RECORDS FOR THE TASK:
—————

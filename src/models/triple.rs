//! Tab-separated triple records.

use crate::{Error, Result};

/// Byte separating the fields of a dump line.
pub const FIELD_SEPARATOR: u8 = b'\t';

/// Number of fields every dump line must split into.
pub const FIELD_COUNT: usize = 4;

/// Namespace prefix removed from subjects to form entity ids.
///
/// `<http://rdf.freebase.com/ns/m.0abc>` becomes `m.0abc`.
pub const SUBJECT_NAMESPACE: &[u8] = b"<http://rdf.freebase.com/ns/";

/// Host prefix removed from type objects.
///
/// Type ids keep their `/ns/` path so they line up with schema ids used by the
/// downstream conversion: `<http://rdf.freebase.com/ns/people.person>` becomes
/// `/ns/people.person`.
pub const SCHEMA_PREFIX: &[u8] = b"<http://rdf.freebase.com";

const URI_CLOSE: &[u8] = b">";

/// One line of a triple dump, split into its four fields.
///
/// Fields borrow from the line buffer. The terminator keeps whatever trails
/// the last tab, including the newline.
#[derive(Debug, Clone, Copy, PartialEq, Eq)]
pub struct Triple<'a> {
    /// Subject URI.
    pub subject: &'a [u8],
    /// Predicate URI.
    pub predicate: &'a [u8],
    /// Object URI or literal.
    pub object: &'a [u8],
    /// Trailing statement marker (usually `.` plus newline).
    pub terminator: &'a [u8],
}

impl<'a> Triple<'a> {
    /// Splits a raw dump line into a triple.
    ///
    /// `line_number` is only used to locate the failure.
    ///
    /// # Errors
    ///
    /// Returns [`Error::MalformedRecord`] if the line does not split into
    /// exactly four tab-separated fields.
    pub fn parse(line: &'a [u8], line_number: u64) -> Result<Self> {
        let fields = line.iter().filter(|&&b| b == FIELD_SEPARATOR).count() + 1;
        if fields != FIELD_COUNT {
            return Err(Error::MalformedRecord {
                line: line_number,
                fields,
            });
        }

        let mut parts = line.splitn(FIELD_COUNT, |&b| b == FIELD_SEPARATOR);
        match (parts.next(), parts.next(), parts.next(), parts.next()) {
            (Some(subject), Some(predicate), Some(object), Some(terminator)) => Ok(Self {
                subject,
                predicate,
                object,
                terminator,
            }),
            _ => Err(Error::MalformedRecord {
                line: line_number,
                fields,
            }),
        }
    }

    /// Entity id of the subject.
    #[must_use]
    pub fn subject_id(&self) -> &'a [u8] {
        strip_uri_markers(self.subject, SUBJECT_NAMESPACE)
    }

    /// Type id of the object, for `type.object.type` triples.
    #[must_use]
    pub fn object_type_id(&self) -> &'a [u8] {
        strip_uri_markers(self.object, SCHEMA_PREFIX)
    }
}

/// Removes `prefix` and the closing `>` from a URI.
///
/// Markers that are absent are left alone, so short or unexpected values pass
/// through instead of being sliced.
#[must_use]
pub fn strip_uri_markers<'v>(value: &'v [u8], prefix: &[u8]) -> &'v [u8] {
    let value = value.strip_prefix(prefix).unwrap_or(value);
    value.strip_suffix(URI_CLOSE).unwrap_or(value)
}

—————

WORK INSTRUCTION:
Make an exact copy of the listing, including every line.

RESULT:
filename src/models/triple.rs
//! Tab-separated triple records.

use crate::{Error, Result};

/// Byte separating the fields of a dump line.
pub const FIELD_SEPARATOR: u8 = b'\t';

/// Number of fields every dump line must split into.
pub const FIELD_COUNT: usize = 4;

/// Namespace prefix removed from subjects to form entity ids.
///
/// `<http://rdf.freebase.com/ns/m.0abc>` becomes `m.0abc`.
pub const SUBJECT_NAMESPACE: &[u8] = b"<http://rdf.freebase.com/ns/";

/// Host prefix removed from type objects.
///
/// Type ids keep their `/ns/` path so they line up with schema ids used by the
/// downstream conversion: `<http://rdf.freebase.com/ns/people.person>` becomes
/// `/ns/people.person`.
pub const SCHEMA_PREFIX: &[u8] = b"<http://rdf.freebase.com";

const URI_CLOSE: &[u8] = b">";

/// One line of a triple dump, split into its four fields.
///
/// Fields borrow from the line buffer. The terminator keeps whatever trails
/// the last tab, including the newline.
#[derive(Debug, Clone, Copy, PartialEq, Eq)]
pub struct Triple<'a> {
    /// Subject URI.
    pub subject: &'a [u8],
    /// Predicate URI.
    pub predicate: &'a [u8],
    /// Object URI or literal.
    pub object: &'a [u8],
    /// Trailing statement marker (usually `.` plus newline).
    pub terminator: &'a [u8],
}

impl<'a> Triple<'a> {
    /// Splits a raw dump line into a triple.
    ///
    /// `line_number` is only used to locate the failure.
    ///
    /// # Errors
    ///
    /// Returns [`Error::MalformedRecord`] if the line does not split into
    /// exactly four tab-separated fields.
    pub fn parse(line: &'a [u8], line_number: u64) -> Result<Self> {
        let fields = line.iter().filter(|&&b| b == FIELD_SEPARATOR).count() + 1;
        if fields != FIELD_COUNT {
            return Err(Error::MalformedRecord {
                line: line_number,
                fields,
            });
        }

        let mut parts = line.splitn(FIELD_COUNT, |&b| b == FIELD_SEPARATOR);
        match (parts.next(), parts.next(), parts.next(), parts.next()) {
            (Some(subject), Some(predicate), Some(object), Some(terminator)) => Ok(Self {
                subject,
                predicate,
                object,
                terminator,
            }),
            _ => Err(Error::MalformedRecord {
                line: line_number,
                fields,
            }),
        }
    }

    /// Entity id of the subject.
    #[must_use]
    pub fn subject_id(&self) -> &'a [u8] {
        strip_uri_markers(self.subject, SUBJECT_NAMESPACE)
    }

    /// Type id of the object, for `type.object.type` triples.
    #[must_use]
    pub fn object_type_id(&self) -> &'a [u8] {
        strip_uri_markers(self.object, SCHEMA_PREFIX)
    }
}

/// Removes `prefix` and the closing `>` from a URI.
///
/// Markers that are absent are left alone, so short or unexpected values pass
/// through instead of being sliced.
#[must_use]
pub fn strip_uri_markers<'v>(value: &'v [u8], prefix: &[u8]) -> &'v [u8] {
    let value = value.strip_prefix(prefix).unwrap_or(value);
    value.strip_suffix(URI_CLOSE).unwrap_or(value)
}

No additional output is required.